World Health Organization Director-General Tedros Adhanom Ghebreyesus declared, “We appeal to donors not to suspend their funding to @UNRWA at this critical moment. Cutting off funding will only hurt the people of #Gaza who desperately need support.”
Last week, the International Court of Justice ordered Israel to suspend its blockade of Gaza in response to a case brought by South Africa alleging Israel was carrying out genocide in Gaza.
Agnes Callamard, the secretary-general of Amnesty International, condemned the move in a statement on Twitter. “Sickening heartless decision of the richest countries in the world to punish the most vulnerable population on earth because of the alleged crimes of 12 people. Right after the ICJ ruling finding risk of genocide. Sickening.”
Sickening heartless decision of the richest countries in the world to punish the most vulnerable population on earth because of the alleged crimes of 12 people. Right after the ICJ ruling finding risk of genocide. Sickening. https://t.co/ARrPqUdyHA
— Agnes Callamard (@AgnesCallamard) January 28, 2024
Israel has responded to the ICJ ruling by intensifying its forcible displacement of Palestinians.
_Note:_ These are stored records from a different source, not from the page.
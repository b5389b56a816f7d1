//! Conflict reconciliation between duplicate rows.

use film_model::{CellValue, Row};

use crate::error::Result;
use crate::policy::ConflictPolicy;

/// Operator decision for one conflicting pair of rows.
#[derive(Debug, Clone, Copy, PartialEq, Eq)]
pub enum Resolution {
    /// Keep the first row as it is.
    KeepFirst,
    /// Keep the first row's key with the second row's attributes.
    KeepSecond,
    /// Merge both rows with the automatic rules.
    KeepBoth,
}

/// Two rows judged to be the same entity whose attributes disagree.
#[derive(Debug, Clone, Copy)]
pub struct Conflict<'a> {
    pub key_columns: &'a [String],
    pub key: &'a [CellValue],
    /// Non-key column names, aligned with `first` and `second`.
    pub columns: &'a [String],
    pub first: &'a [CellValue],
    pub second: &'a [CellValue],
}

impl Conflict<'_> {
    /// Non-key columns whose values differ.
    pub fn differing_columns(&self) -> impl Iterator<Item = (&str, &CellValue, &CellValue)> {
        self.columns
            .iter()
            .zip(self.first.iter().zip(self.second))
            .filter(|(_, (first, second))| first != second)
            .map(|(name, (first, second))| (name.as_str(), first, second))
    }
}

/// Source of decisions for [`ConflictPolicy::Interactive`].
///
/// Implementations may block indefinitely. An error leaves the bucket
/// unresolved; aggregation carries on with the next bucket.
pub trait ConflictOperator: Send {
    fn resolve(&mut self, conflict: &Conflict<'_>) -> Result<Resolution>;
}

/// Automatic merge of two cells.
///
/// Gaps are filled, text and lists are unioned in order, numbers keep the
/// maximum. Differing booleans, differing dates and mixed kinds keep the
/// first value.
pub fn merge_automatic(first: CellValue, second: CellValue) -> CellValue {
    use CellValue::{Boolean, Date, List, Missing, Number, Text};

    if first == second {
        return first;
    }
    match (first, second) {
        (Missing, second) => second,
        (first, Missing) => first,
        (Number(a), Number(b)) => Number(a.max(b)),
        (Text(a), Text(b)) => union(vec![a], vec![b]),
        (Text(a), List(b)) => union(vec![a], b),
        (List(a), Text(b)) => union(a, vec![b]),
        (List(a), List(b)) => union(a, b),
        (Boolean(a), Boolean(_)) => Boolean(a),
        (Date(a), Date(_)) => Date(a),
        (first @ (Number(_) | Boolean(_) | Date(_)), Text(_) | List(_))
        | (first @ (Text(_) | List(_)), Number(_) | Boolean(_) | Date(_))
        | (first @ Number(_), Boolean(_) | Date(_))
        | (first @ Boolean(_), Number(_) | Date(_))
        | (first @ Date(_), Number(_) | Boolean(_)) => first,
    }
}

/// Keeps the cell with the longer rendering; the first wins ties.
pub fn merge_longest(first: CellValue, second: CellValue) -> CellValue {
    if second.is_missing() {
        return first;
    }
    if first.is_missing() {
        return second;
    }
    if second.render().chars().count() > first.render().chars().count() {
        second
    } else {
        first
    }
}

fn union(mut values: Vec<String>, extra: Vec<String>) -> CellValue {
    for value in extra {
        if !values.contains(&value) {
            values.push(value);
        }
    }
    CellValue::List(values)
}

/// Reconciles two rows of one bucket into a survivor.
///
/// `key_indices` are positions of the key columns; the survivor always keeps
/// the first row's key cells.
pub(crate) struct Reconciler<'a> {
    pub policy: ConflictPolicy,
    pub columns: &'a [String],
    pub key_indices: &'a [usize],
}

impl Reconciler<'_> {
    pub fn reconcile(
        &self,
        first: Row,
        second: Row,
        operator: Option<&mut (dyn ConflictOperator + '_)>,
    ) -> Result<Row> {
        let attribute_indices: Vec<usize> = (0..self.columns.len())
            .filter(|index| !self.key_indices.contains(index))
            .collect();
        if attribute_indices
            .iter()
            .all(|&index| first.cells[index] == second.cells[index])
        {
            return Ok(first);
        }

        match self.policy {
            ConflictPolicy::Automatic => {
                Ok(merge_rows(first, second, &attribute_indices, merge_automatic))
            }
            ConflictPolicy::KeepLongest => {
                Ok(merge_rows(first, second, &attribute_indices, merge_longest))
            }
            ConflictPolicy::Interactive => {
                let resolution = match operator {
                    Some(operator) => {
                        let pick = |row: &Row, indices: &[usize]| -> Vec<CellValue> {
                            indices.iter().map(|&index| row.cells[index].clone()).collect()
                        };
                        let key_columns: Vec<String> = self
                            .key_indices
                            .iter()
                            .map(|&index| self.columns[index].clone())
                            .collect();
                        let attribute_columns: Vec<String> = attribute_indices
                            .iter()
                            .map(|&index| self.columns[index].clone())
                            .collect();
                        let key = pick(&first, self.key_indices);
                        let first_values = pick(&first, &attribute_indices);
                        let second_values = pick(&second, &attribute_indices);
                        operator.resolve(&Conflict {
                            key_columns: &key_columns,
                            key: &key,
                            columns: &attribute_columns,
                            first: &first_values,
                            second: &second_values,
                        })?
                    }
                    None => Resolution::KeepBoth,
                };
                Ok(match resolution {
                    Resolution::KeepFirst => first,
                    Resolution::KeepSecond => {
                        let mut survivor = first;
                        for &index in &attribute_indices {
                            survivor.cells[index] = second.cells[index].clone();
                        }
                        survivor
                    }
                    Resolution::KeepBoth => {
                        merge_rows(first, second, &attribute_indices, merge_automatic)
                    }
                })
            }
        }
    }
}

fn merge_rows(
    mut first: Row,
    mut second: Row,
    attribute_indices: &[usize],
    rule: fn(CellValue, CellValue) -> CellValue,
) -> Row {
    for &index in attribute_indices {
        let a = std::mem::replace(&mut first.cells[index], CellValue::Missing);
        let b = std::mem::replace(&mut second.cells[index], CellValue::Missing);
        first.cells[index] = rule(a, b);
    }
    first
}

#[cfg(test)]
mod tests {
    use film_model::DateValue;

    use super::*;

    #[test]
    fn automatic_rules_by_kind() {
        assert_eq!(
            merge_automatic(CellValue::Number(7.9), CellValue::Number(8.5)),
            CellValue::Number(8.5)
        );
        assert_eq!(
            merge_automatic(CellValue::text("Drama"), CellValue::text("Crime")),
            CellValue::list(["Drama", "Crime"])
        );
        assert_eq!(
            merge_automatic(CellValue::list(["Drama", "Crime"]), CellValue::text("Crime")),
            CellValue::list(["Drama", "Crime"])
        );
        assert_eq!(
            merge_automatic(CellValue::Missing, CellValue::Boolean(true)),
            CellValue::Boolean(true)
        );
        assert_eq!(
            merge_automatic(CellValue::Boolean(false), CellValue::Boolean(true)),
            CellValue::Boolean(false)
        );
        assert_eq!(
            merge_automatic(CellValue::text("8.5"), CellValue::Number(9.0)),
            CellValue::text("8.5")
        );
    }

    #[test]
    fn differing_dates_and_mixed_kinds_keep_first() {
        let date = |text: &str| {
            let date = chrono::NaiveDate::parse_from_str(text, "%Y-%m-%d").unwrap();
            CellValue::Date(DateValue::format(date, "%Y-%m-%d").unwrap())
        };
        assert_eq!(
            merge_automatic(date("1995-12-15"), date("1995-12-08")),
            date("1995-12-15")
        );
        assert_eq!(
            merge_automatic(date("1995-12-15"), CellValue::Number(1995.0)),
            date("1995-12-15")
        );
        assert_eq!(
            merge_automatic(CellValue::Boolean(true), CellValue::list(["yes"])),
            CellValue::Boolean(true)
        );
        assert_eq!(
            merge_automatic(CellValue::Number(8.0), CellValue::Boolean(false)),
            CellValue::Number(8.0)
        );
        assert_eq!(
            merge_automatic(CellValue::list(["Heat"]), date("1995-12-15")),
            CellValue::list(["Heat"])
        );
        assert_eq!(
            merge_automatic(date("1995-12-15"), CellValue::Missing),
            date("1995-12-15")
        );
    }

    #[test]
    fn longest_rendering_wins() {
        assert_eq!(
            merge_longest(CellValue::text("Nolan"), CellValue::text("Christopher Nolan")),
            CellValue::text("Christopher Nolan")
        );
        assert_eq!(
            merge_longest(CellValue::text("abc"), CellValue::text("xyz")),
            CellValue::text("abc")
        );
        assert_eq!(
            merge_longest(CellValue::text("abc"), CellValue::Missing),
            CellValue::text("abc")
        );
    }

    struct Pick(Resolution);

    impl ConflictOperator for Pick {
        fn resolve(&mut self, conflict: &Conflict<'_>) -> Result<Resolution> {
            assert_eq!(conflict.differing_columns().count(), 1);
            Ok(self.0)
        }
    }

    #[test]
    fn keep_second_retains_first_key() {
        let columns = vec!["movie_name".to_string(), "movie_rating".to_string()];
        let reconciler = Reconciler {
            policy: ConflictPolicy::Interactive,
            columns: &columns,
            key_indices: &[0],
        };
        let mut operator = Pick(Resolution::KeepSecond);
        let survivor = reconciler
            .reconcile(
                Row::new(vec!["Heat".into(), CellValue::Number(8.2)]),
                Row::new(vec!["Heat.".into(), CellValue::Number(7.0)]),
                Some(&mut operator),
            )
            .unwrap();
        assert_eq!(survivor.cells, vec![CellValue::text("Heat"), CellValue::Number(7.0)]);
    }
}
In a statement published Sunday, the Euro-Med Human Rights Monitor warned,
Less than two days after the International Court of Justice (ICJ) ruled that Israel would be subject to temporary measures as a result of its military operations infringing upon its obligations under the Convention on the Prevention and Punishment of Genocide, including mass forced displacement to unsafe locations, thousands of people were forcibly evacuated from the Khan Yunis refugee camp and several other parts of the governorate to the Strip’s western coastal areas.
To date, 32,000 Gazans have been killed, including those both confirmed dead and who have been missing for more than two weeks, according to the monitor. These include 115 journalists, 675 healthcare workers and 165 civil defense workers. The vast majority of the dead are either women or children; 1.95 million people have been internally displaced.